▶ _Material shown_
-*-*-
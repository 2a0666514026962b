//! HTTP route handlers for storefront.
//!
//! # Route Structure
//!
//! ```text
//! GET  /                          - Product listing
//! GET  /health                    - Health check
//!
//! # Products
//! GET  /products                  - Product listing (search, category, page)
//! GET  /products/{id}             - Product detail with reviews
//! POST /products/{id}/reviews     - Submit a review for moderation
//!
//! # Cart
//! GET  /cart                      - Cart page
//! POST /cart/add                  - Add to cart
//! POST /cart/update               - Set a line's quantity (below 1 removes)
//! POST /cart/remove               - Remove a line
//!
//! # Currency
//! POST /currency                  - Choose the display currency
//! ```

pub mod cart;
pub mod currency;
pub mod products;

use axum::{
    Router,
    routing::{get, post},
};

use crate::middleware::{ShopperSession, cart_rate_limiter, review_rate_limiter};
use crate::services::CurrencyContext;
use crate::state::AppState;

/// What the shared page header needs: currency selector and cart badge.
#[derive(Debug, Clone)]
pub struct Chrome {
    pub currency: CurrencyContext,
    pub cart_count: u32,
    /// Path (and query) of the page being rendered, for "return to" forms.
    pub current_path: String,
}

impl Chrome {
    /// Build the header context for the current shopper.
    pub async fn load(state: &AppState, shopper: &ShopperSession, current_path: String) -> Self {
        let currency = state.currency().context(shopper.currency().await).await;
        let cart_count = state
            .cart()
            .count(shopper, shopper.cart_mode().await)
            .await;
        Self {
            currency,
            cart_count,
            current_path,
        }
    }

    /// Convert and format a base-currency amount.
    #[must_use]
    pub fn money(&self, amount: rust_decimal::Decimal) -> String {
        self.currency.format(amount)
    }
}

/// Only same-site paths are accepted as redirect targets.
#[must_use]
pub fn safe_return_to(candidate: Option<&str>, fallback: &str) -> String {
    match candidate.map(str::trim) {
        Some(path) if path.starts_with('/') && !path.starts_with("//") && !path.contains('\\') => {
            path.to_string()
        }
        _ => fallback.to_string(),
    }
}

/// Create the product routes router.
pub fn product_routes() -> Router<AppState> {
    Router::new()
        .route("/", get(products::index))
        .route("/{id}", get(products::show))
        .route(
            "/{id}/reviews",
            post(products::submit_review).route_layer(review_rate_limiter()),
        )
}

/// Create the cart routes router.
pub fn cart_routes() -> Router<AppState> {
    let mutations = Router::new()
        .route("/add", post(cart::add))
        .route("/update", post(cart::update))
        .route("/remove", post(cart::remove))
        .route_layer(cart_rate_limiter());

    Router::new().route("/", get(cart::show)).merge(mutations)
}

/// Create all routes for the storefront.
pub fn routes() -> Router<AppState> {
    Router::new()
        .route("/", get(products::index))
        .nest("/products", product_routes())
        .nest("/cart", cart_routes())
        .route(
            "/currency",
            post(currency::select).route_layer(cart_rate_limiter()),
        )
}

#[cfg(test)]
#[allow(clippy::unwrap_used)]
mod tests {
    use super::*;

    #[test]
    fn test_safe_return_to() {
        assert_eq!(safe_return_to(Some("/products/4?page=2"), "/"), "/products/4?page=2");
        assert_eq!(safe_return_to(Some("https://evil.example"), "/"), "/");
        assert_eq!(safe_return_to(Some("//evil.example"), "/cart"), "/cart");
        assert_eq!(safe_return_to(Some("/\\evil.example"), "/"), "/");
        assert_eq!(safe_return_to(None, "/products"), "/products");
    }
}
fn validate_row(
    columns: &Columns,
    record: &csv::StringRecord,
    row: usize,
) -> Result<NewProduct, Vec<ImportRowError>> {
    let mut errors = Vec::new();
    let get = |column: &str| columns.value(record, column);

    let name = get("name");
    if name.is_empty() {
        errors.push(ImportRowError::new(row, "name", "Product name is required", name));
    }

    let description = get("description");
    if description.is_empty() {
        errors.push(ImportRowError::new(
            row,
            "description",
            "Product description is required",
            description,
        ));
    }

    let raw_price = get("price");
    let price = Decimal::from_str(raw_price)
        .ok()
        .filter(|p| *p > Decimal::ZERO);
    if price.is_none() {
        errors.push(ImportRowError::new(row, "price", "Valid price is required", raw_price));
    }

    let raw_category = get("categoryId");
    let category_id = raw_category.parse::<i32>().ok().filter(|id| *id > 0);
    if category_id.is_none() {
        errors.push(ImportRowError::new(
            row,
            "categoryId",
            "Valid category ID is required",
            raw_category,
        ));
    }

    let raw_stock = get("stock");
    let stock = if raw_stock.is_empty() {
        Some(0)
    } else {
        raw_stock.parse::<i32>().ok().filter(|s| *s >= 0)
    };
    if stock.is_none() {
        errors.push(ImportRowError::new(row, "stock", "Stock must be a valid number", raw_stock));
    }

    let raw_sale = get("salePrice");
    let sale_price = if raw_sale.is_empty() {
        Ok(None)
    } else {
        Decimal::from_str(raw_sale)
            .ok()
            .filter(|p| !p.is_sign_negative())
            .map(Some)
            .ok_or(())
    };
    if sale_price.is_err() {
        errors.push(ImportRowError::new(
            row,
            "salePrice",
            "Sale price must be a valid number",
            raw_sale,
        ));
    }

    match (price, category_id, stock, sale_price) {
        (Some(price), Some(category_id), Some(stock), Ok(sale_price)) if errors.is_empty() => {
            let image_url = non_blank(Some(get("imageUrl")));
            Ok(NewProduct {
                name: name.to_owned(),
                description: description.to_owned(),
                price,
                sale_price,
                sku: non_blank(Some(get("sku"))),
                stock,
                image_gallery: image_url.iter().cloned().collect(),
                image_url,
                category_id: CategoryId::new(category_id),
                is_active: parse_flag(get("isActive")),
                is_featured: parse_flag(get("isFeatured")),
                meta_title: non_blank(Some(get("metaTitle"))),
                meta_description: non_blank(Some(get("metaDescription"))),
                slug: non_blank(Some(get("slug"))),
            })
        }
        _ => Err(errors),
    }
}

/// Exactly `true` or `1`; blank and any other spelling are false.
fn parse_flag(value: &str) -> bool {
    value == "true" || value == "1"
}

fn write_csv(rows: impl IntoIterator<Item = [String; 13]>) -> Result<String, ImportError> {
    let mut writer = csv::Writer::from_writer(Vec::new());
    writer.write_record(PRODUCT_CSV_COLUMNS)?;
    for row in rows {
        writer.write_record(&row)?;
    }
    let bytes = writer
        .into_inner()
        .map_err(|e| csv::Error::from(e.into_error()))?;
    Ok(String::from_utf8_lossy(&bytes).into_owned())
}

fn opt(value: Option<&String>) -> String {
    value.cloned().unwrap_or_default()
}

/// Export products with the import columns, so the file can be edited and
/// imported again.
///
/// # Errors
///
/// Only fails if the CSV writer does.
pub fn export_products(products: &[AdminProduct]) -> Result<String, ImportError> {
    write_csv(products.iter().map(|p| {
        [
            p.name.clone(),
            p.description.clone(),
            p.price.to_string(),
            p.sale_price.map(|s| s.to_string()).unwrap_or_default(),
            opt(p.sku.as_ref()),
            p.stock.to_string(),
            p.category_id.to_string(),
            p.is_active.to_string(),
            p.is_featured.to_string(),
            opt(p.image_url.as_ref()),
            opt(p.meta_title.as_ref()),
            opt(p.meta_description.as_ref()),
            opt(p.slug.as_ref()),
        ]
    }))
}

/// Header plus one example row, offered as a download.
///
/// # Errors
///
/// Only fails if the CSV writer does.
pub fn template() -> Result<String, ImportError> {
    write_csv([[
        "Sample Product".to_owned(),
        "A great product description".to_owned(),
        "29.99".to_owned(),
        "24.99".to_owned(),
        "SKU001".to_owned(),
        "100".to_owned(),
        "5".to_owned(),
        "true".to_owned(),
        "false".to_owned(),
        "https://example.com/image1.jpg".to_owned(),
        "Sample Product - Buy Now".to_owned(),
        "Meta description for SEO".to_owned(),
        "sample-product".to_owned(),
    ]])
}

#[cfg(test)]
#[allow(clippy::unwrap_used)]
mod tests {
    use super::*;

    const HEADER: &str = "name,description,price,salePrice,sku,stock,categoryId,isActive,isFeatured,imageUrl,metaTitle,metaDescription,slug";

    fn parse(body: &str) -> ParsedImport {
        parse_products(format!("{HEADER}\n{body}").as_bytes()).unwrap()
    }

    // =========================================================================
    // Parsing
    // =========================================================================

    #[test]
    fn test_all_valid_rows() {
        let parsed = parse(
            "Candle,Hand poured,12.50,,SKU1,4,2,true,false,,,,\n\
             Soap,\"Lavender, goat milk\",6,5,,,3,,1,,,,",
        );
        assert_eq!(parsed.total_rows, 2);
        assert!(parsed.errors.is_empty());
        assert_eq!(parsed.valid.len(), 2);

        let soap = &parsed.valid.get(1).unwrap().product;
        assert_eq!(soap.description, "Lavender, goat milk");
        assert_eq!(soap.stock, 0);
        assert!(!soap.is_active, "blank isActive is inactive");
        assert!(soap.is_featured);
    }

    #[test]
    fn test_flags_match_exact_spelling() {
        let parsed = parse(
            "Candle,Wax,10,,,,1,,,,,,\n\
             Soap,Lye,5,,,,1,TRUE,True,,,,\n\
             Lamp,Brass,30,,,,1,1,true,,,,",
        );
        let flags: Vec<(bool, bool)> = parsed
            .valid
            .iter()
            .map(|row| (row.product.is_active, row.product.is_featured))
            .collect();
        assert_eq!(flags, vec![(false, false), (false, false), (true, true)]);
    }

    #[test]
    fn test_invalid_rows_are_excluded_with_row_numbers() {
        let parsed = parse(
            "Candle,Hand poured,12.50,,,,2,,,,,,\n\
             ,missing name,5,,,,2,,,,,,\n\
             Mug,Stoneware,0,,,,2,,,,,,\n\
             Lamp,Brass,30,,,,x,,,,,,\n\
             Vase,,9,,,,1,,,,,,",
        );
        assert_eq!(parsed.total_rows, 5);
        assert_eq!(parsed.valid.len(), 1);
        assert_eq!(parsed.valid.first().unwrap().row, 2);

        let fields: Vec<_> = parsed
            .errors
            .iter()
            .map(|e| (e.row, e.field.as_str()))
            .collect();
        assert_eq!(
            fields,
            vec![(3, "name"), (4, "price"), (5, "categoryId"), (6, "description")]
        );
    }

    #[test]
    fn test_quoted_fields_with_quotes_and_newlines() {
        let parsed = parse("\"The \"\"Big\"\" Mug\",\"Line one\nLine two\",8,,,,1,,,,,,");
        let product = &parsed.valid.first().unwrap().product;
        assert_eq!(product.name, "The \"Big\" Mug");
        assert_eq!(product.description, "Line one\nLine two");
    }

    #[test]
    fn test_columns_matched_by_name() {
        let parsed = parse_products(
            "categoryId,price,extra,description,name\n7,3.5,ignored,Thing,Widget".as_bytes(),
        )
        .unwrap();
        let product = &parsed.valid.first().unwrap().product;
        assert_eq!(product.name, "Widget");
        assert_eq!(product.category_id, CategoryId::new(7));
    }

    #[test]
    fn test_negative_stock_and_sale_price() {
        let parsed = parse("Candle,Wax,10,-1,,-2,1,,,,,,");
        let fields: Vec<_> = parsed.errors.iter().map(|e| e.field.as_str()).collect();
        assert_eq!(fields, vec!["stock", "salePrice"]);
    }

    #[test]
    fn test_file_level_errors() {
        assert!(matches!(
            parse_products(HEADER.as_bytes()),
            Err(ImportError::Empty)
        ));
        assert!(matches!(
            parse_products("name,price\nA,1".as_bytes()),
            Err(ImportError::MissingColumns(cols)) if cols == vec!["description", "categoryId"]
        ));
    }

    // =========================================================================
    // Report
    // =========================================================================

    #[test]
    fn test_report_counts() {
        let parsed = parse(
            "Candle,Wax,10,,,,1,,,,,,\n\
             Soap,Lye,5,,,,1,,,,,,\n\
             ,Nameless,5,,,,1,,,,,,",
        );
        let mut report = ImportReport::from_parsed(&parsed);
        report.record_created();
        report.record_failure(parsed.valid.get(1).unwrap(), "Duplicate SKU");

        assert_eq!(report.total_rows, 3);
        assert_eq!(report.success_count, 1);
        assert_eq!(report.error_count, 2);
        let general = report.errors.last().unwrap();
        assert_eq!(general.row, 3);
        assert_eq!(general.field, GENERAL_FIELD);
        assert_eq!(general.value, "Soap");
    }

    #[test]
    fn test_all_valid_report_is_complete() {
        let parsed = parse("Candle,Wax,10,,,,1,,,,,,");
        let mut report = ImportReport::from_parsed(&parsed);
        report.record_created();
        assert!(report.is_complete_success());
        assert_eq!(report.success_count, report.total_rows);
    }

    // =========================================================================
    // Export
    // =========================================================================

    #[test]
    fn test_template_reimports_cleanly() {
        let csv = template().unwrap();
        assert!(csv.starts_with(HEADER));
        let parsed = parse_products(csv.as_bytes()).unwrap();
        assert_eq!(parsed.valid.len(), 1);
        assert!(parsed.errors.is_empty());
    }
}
-*-*-
▶ _Work required_
Go through the material above line by line and tally each one holding "milk"; give the tally and nothing else.

▶ _Written answer_
2